L’interruption volontaire de grossesse (IVG) est interdite au Sénégal. Cet article revient sur une enquête auprès des Sénégalaises pour savoir comment cela impactait leur vie.
Avorter au Sénégal, une nécessité économique ?
Amira a 25 ans, a passé deux fois son bac sans succès, et ambitionne désormais d’aller travailler à Dakar pour pouvoir se payer une formation en hôtellerie. Mais en attendant, elle est ici, dans ce petit village de Casamance – une région au sud du Sénégal – et elle a un point de vue bien acéré sur la société dans laquelle elle évolue.

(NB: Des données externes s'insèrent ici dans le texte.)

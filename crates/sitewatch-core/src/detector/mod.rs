//! Change detection
//!
//! Per resource the detector is either *Unseen* (no fingerprint record) or
//! *Tracked*. The first observation only establishes a baseline. Later
//! observations are compared by fingerprint; on mismatch a unified line diff
//! against the previously stored body is produced and bounded in length.
//!
//! The fingerprint record and the raw body it was computed from are persisted
//! together under one key, so a failed write leaves the previous state whole.

mod patterns;

pub use patterns::*;

use chrono::{DateTime, Utc};
use serde::{Deserialize, Serialize};
use similar::TextDiff;
use std::sync::{Arc, Mutex};

use crate::hasher::fingerprint;
use crate::store::{get_json, put_json, KvStore, PersistenceError};

/// Lines of context around each diff hunk
const DIFF_CONTEXT_LINES: usize = 3;

/// Persisted fingerprint of a resource
#[derive(Debug, Clone, PartialEq, Eq, Serialize, Deserialize)]
pub struct FingerprintRecord {
    /// Content hash (lowercase hex)
    pub hash: String,

    /// Last successful observation
    pub last_seen: DateTime<Utc>,
}

/// Stored state of a tracked resource
#[derive(Debug, Clone, Serialize, Deserialize)]
struct TrackedResource {
    #[serde(flatten)]
    record: FingerprintRecord,

    /// Body the fingerprint was computed from
    #[serde(default)]
    body: String,
}

/// Details of a detected content change
#[derive(Debug, Clone, PartialEq, Eq)]
pub struct ContentChange {
    /// Unified diff, at most `max_diff_chars` characters
    pub diff: String,

    /// Whether the diff was cut to fit the bound
    pub truncated: bool,

    pub previous_fingerprint: String,
    pub current_fingerprint: String,
}

/// Outcome of checking a fetched body
#[derive(Debug, Clone, PartialEq, Eq)]
pub enum ChangeResult {
    /// First observation of the resource
    Baseline,
    /// Same fingerprint as last time
    Unchanged,
    /// Fingerprint differs from last time
    Changed(ContentChange),
}

impl ChangeResult {
    pub fn is_changed(&self) -> bool {
        matches!(self, ChangeResult::Changed(_))
    }
}

/// Fingerprint-based change detector
pub struct ChangeDetector {
    store: Arc<dyn KvStore>,
    max_diff_chars: usize,
    // Serialises read-modify-write of resource state.
    write_lock: Mutex<()>,
}

impl ChangeDetector {
    pub fn new(store: Arc<dyn KvStore>, max_diff_chars: usize) -> Self {
        Self {
            store,
            max_diff_chars,
            write_lock: Mutex::new(()),
        }
    }

    /// Compare `fetched_body` against the last known state of `resource`
    pub fn check(&self, resource: &str, fetched_body: &str) -> Result<ChangeResult, PersistenceError> {
        self.check_at(resource, fetched_body, Utc::now())
    }

    /// [`check`](Self::check) with an explicit observation time
    pub fn check_at(
        &self,
        resource: &str,
        fetched_body: &str,
        now: DateTime<Utc>,
    ) -> Result<ChangeResult, PersistenceError> {
        let _guard = self
            .write_lock
            .lock()
            .map_err(|_| PersistenceError::LockPoisoned)?;

        let new_fp = fingerprint(fetched_body);
        let previous = self.state(resource)?;

        let result = match previous {
            None => {
                tracing::info!(resource, fingerprint = %new_fp, "Baseline established");
                ChangeResult::Baseline
            }
            Some(state) if state.record.hash == new_fp => ChangeResult::Unchanged,
            Some(state) => {
                let (diff, truncated) =
                    bounded_diff(&state.body, fetched_body, self.max_diff_chars);

                tracing::warn!(
                    resource,
                    previous = %state.record.hash,
                    current = %new_fp,
                    truncated,
                    "Content changed"
                );

                ChangeResult::Changed(ContentChange {
                    diff,
                    truncated,
                    previous_fingerprint: state.record.hash,
                    current_fingerprint: new_fp.clone(),
                })
            }
        };

        put_json(
            self.store.as_ref(),
            &state_key(resource),
            &TrackedResource {
                record: FingerprintRecord {
                    hash: new_fp,
                    last_seen: now,
                },
                body: fetched_body.to_string(),
            },
        )?;

        Ok(result)
    }

    /// Current fingerprint record of a resource, if tracked
    pub fn record(&self, resource: &str) -> Result<Option<FingerprintRecord>, PersistenceError> {
        Ok(self.state(resource)?.map(|state| state.record))
    }

    /// Last stored body of a resource, if tracked
    pub fn body(&self, resource: &str) -> Result<Option<String>, PersistenceError> {
        Ok(self.state(resource)?.map(|state| state.body))
    }

    fn state(&self, resource: &str) -> Result<Option<TrackedResource>, PersistenceError> {
        get_json(self.store.as_ref(), &state_key(resource))
    }
}

fn state_key(resource: &str) -> String {
    format!("fingerprints/{}.json", resource)
}

/// Unified line diff of `old` → `new`, cut to at most `max_chars` characters
pub fn bounded_diff(old: &str, new: &str, max_chars: usize) -> (String, bool) {
    let diff = TextDiff::from_lines(old, new)
        .unified_diff()
        .context_radius(DIFF_CONTEXT_LINES)
        .header("previous", "current")
        .to_string();

    truncate_chars(diff, max_chars)
}

fn truncate_chars(text: String, max_chars: usize) -> (String, bool) {
    match text.char_indices().nth(max_chars) {
        Some((byte_idx, _)) => (text[..byte_idx].to_string(), true),
        None => (text, false),
    }
}
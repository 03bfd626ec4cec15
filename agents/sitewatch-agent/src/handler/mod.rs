//! HTTP surface for the sitewatch agent
//!
//! Read-only status endpoints plus a manual cycle trigger, all sharing the
//! scheduler's `Monitor` so a triggered cycle never overlaps a scheduled one.

use axum::{
    extract::{Query, State},
    http::{header, StatusCode},
    response::IntoResponse,
    routing::{get, post},
    Json, Router,
};
use chrono::Utc;
use serde::{Deserialize, Serialize};
use sitewatch_core::{CycleSummary, Incident, IncidentReport, Monitor, MonitorError};
use std::sync::Arc;
use tower_http::trace::TraceLayer;
use uuid::Uuid;

use crate::telemetry::SitewatchMetrics;

const DEFAULT_INCIDENT_LIMIT: usize = 50;
const DEFAULT_REPORT_DAYS: i64 = 7;

/// Application state
pub struct AppState {
    pub monitor: Arc<Monitor>,
    pub metrics: Arc<SitewatchMetrics>,
}

impl AppState {
    pub fn new(monitor: Arc<Monitor>, metrics: Arc<SitewatchMetrics>) -> Self {
        Self { monitor, metrics }
    }
}

/// Create the router
pub fn create_router(state: Arc<AppState>) -> Router {
    Router::new()
        .route("/health", get(health_check))
        .route("/metrics", get(metrics))
        .route("/api/v1/incidents", get(list_incidents))
        .route("/api/v1/report", get(report))
        .route("/api/v1/cycle", post(trigger_cycle))
        .layer(TraceLayer::new_for_http())
        .with_state(state)
}

/// Health check endpoint
async fn health_check(State(state): State<Arc<AppState>>) -> impl IntoResponse {
    Json(HealthResponse {
        status: "healthy".to_string(),
        version: env!("CARGO_PKG_VERSION").to_string(),
        site_url: state.monitor.config().site_url.clone(),
        cycle_running: state.monitor.is_running(),
    })
}

/// Prometheus text exposition
async fn metrics(
    State(state): State<Arc<AppState>>,
) -> Result<impl IntoResponse, (StatusCode, Json<ApiError>)> {
    let body = state
        .metrics
        .encode_text()
        .map_err(|e| api_error(StatusCode::INTERNAL_SERVER_ERROR, "MetricsError", e, None))?;
    Ok((
        [(header::CONTENT_TYPE, "text/plain; version=0.0.4")],
        body,
    ))
}

/// Most recent incidents, newest last
async fn list_incidents(
    State(state): State<Arc<AppState>>,
    Query(query): Query<IncidentsQuery>,
) -> Json<IncidentsResponse> {
    let limit = query.limit.unwrap_or(DEFAULT_INCIDENT_LIMIT);
    let incidents = state.monitor.incident_log().load_recent(limit);
    Json(IncidentsResponse {
        count: incidents.len(),
        incidents,
    })
}

async fn report(
    State(state): State<Arc<AppState>>,
    Query(query): Query<ReportQuery>,
) -> Result<Json<IncidentReport>, (StatusCode, Json<ApiError>)> {
    let days = query.days.unwrap_or(DEFAULT_REPORT_DAYS);
    if days <= 0 {
        return Err(api_error(
            StatusCode::BAD_REQUEST,
            "InvalidInput",
            "days must be positive",
            None,
        ));
    }

    let incidents = state.monitor.incident_log().load_all();
    let history = state.monitor.history();
    Ok(Json(IncidentReport::generate(
        &incidents,
        &history,
        days,
        Utc::now(),
    )))
}

/// Run one cycle now and return its summary
async fn trigger_cycle(
    State(state): State<Arc<AppState>>,
) -> Result<Json<ApiResponse<CycleSummary>>, (StatusCode, Json<ApiError>)> {
    let request_id = Uuid::new_v4();
    tracing::info!(%request_id, "Manual cycle requested");

    let result = state.monitor.run_cycle().await;
    state.metrics.observe_cycle(&result);

    match result {
        Ok(summary) => Ok(Json(ApiResponse {
            success: !summary.has_incidents(),
            data: summary,
            request_id,
        })),
        Err(e @ MonitorError::CycleInProgress) => Err(api_error(
            StatusCode::CONFLICT,
            "CycleInProgress",
            e,
            Some(request_id),
        )),
        Err(e) => {
            tracing::error!(%request_id, error = %e, "Manual cycle failed");
            Err(api_error(
                StatusCode::INTERNAL_SERVER_ERROR,
                "InternalError",
                e,
                Some(request_id),
            ))
        }
    }
}

fn api_error(
    status: StatusCode,
    error: &str,
    message: impl ToString,
    request_id: Option<Uuid>,
) -> (StatusCode, Json<ApiError>) {
    (
        status,
        Json(ApiError {
            error: error.to_string(),
            message: message.to_string(),
            request_id,
        }),
    )
}

/// Health response
#[derive(Debug, Serialize, Deserialize)]
pub struct HealthResponse {
    pub status: String,
    pub version: String,
    pub site_url: String,
    pub cycle_running: bool,
}

#[derive(Debug, Deserialize)]
pub struct IncidentsQuery {
    pub limit: Option<usize>,
}

#[derive(Debug, Deserialize)]
pub struct ReportQuery {
    pub days: Option<i64>,
}

#[derive(Debug, Serialize, Deserialize)]
pub struct IncidentsResponse {
    pub count: usize,
    pub incidents: Vec<Incident>,
}

/// API response wrapper
#[derive(Debug, Serialize, Deserialize)]
pub struct ApiResponse<T> {
    pub success: bool,
    pub data: T,
    pub request_id: Uuid,
}

/// API error
#[derive(Debug, Serialize, Deserialize)]
pub struct ApiError {
    pub error: String,
    pub message: String,
    pub request_id: Option<Uuid>,
}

Imagine la famille est pauvre, toi tu es tombée enceinte, et le garçon ne peut pas donner quoi que ce soit… Parfois, tu n’as pas le choix !
« Moi, non, j’ai jamais avorté. Mais je sais pourquoi les gens le font », affirme-t-elle. Parce qu’ici, en Afrique, surtout ici en Casamance, beaucoup de jeunes garçons ne travaillent pas, ils n’ont pas les moyens. Et les filles non plus.
Il y a beaucoup de chômage, une personne peut étudier jusqu’à son bac et n’avoir rien à faire. Donc tu ne peux pas te permettre d’avoir un enfant.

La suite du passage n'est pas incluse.